[Task directions]
Copy each line of the data below, character for character.

Segment Start: Material for this exercise

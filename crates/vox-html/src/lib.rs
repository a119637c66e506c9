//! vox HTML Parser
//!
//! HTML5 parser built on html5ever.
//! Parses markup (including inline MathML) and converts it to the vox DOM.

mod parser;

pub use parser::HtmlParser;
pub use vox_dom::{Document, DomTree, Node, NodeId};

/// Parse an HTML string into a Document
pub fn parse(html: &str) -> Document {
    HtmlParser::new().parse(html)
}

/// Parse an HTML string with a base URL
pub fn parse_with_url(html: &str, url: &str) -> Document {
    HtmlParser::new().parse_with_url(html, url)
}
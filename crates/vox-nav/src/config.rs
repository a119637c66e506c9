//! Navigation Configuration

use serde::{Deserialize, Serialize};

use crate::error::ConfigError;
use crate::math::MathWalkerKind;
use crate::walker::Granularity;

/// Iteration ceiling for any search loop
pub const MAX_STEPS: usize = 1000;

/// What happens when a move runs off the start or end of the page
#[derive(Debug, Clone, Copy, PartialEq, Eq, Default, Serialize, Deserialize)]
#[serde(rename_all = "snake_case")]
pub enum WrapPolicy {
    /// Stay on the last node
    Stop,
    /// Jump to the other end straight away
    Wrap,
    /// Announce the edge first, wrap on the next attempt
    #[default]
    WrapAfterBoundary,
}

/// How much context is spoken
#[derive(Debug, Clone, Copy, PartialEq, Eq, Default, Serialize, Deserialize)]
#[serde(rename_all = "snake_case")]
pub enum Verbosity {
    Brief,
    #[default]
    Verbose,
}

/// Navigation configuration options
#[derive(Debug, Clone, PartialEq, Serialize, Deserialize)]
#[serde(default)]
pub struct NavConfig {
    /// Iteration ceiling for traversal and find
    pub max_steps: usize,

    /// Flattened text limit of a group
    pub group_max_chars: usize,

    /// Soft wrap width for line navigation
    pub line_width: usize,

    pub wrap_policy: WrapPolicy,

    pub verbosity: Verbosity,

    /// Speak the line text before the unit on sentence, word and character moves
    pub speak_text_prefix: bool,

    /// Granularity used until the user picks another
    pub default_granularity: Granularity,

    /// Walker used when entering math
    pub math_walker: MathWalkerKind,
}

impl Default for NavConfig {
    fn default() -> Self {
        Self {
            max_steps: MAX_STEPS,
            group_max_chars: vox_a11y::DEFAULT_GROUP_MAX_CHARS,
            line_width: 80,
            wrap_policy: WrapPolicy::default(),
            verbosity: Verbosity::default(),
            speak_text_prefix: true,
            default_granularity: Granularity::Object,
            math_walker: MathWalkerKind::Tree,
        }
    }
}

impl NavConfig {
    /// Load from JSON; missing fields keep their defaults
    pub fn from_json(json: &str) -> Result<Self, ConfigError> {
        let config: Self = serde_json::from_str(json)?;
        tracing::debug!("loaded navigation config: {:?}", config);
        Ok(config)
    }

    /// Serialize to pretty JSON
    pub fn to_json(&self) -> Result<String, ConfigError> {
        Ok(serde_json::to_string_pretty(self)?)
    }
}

Segment End: Material for this exercise

[Written response]
filename crates/vox-html/src/lib.rs
repository a119637c66e506c9
//! vox HTML Parser
//!
//! HTML5 parser built on html5ever.
//! Parses markup (including inline MathML) and converts it to the vox DOM.

mod parser;

pub use parser::HtmlParser;
pub use vox_dom::{Document, DomTree, Node, NodeId};

/// Parse an HTML string into a Document
pub fn parse(html: &str) -> Document {
    HtmlParser::new().parse(html)
}

/// Parse an HTML string with a base URL
pub fn parse_with_url(html: &str, url: &str) -> Document {
    HtmlParser::new().parse_with_url(html, url)
}
filename crates/vox-nav/src/config.rs
repository a119637c66e506c9
//! Navigation Configuration

use serde::{Deserialize, Serialize};

use crate::error::ConfigError;
use crate::math::MathWalkerKind;
use crate::walker::Granularity;

/// Iteration ceiling for any search loop
pub const MAX_STEPS: usize = 1000;

/// What happens when a move runs off the start or end of the page
#[derive(Debug, Clone, Copy, PartialEq, Eq, Default, Serialize, Deserialize)]
#[serde(rename_all = "snake_case")]
pub enum WrapPolicy {
    /// Stay on the last node
    Stop,
    /// Jump to the other end straight away
    Wrap,
    /// Announce the edge first, wrap on the next attempt
    #[default]
    WrapAfterBoundary,
}

/// How much context is spoken
#[derive(Debug, Clone, Copy, PartialEq, Eq, Default, Serialize, Deserialize)]
#[serde(rename_all = "snake_case")]
pub enum Verbosity {
    Brief,
    #[default]
    Verbose,
}

/// Navigation configuration options
#[derive(Debug, Clone, PartialEq, Serialize, Deserialize)]
#[serde(default)]
pub struct NavConfig {
    /// Iteration ceiling for traversal and find
    pub max_steps: usize,

    /// Flattened text limit of a group
    pub group_max_chars: usize,

    /// Soft wrap width for line navigation
    pub line_width: usize,

    pub wrap_policy: WrapPolicy,

    pub verbosity: Verbosity,

    /// Speak the line text before the unit on sentence, word and character moves
    pub speak_text_prefix: bool,

    /// Granularity used until the user picks another
    pub default_granularity: Granularity,

    /// Walker used when entering math
    pub math_walker: MathWalkerKind,
}

impl Default for NavConfig {
    fn default() -> Self {
        Self {
            max_steps: MAX_STEPS,
            group_max_chars: vox_a11y::DEFAULT_GROUP_MAX_CHARS,
            line_width: 80,
            wrap_policy: WrapPolicy::default(),
            verbosity: Verbosity::default(),
            speak_text_prefix: true,
            default_granularity: Granularity::Object,
            math_walker: MathWalkerKind::Tree,
        }
    }
}

impl NavConfig {
    /// Load from JSON; missing fields keep their defaults
    pub fn from_json(json: &str) -> Result<Self, ConfigError> {
        let config: Self = serde_json::from_str(json)?;
        tracing::debug!("loaded navigation config: {:?}", config);
        Ok(config)
    }

    /// Serialize to pretty JSON
    pub fn to_json(&self) -> Result<String, ConfigError> {
        Ok(serde_json::to_string_pretty(self)?)
    }
}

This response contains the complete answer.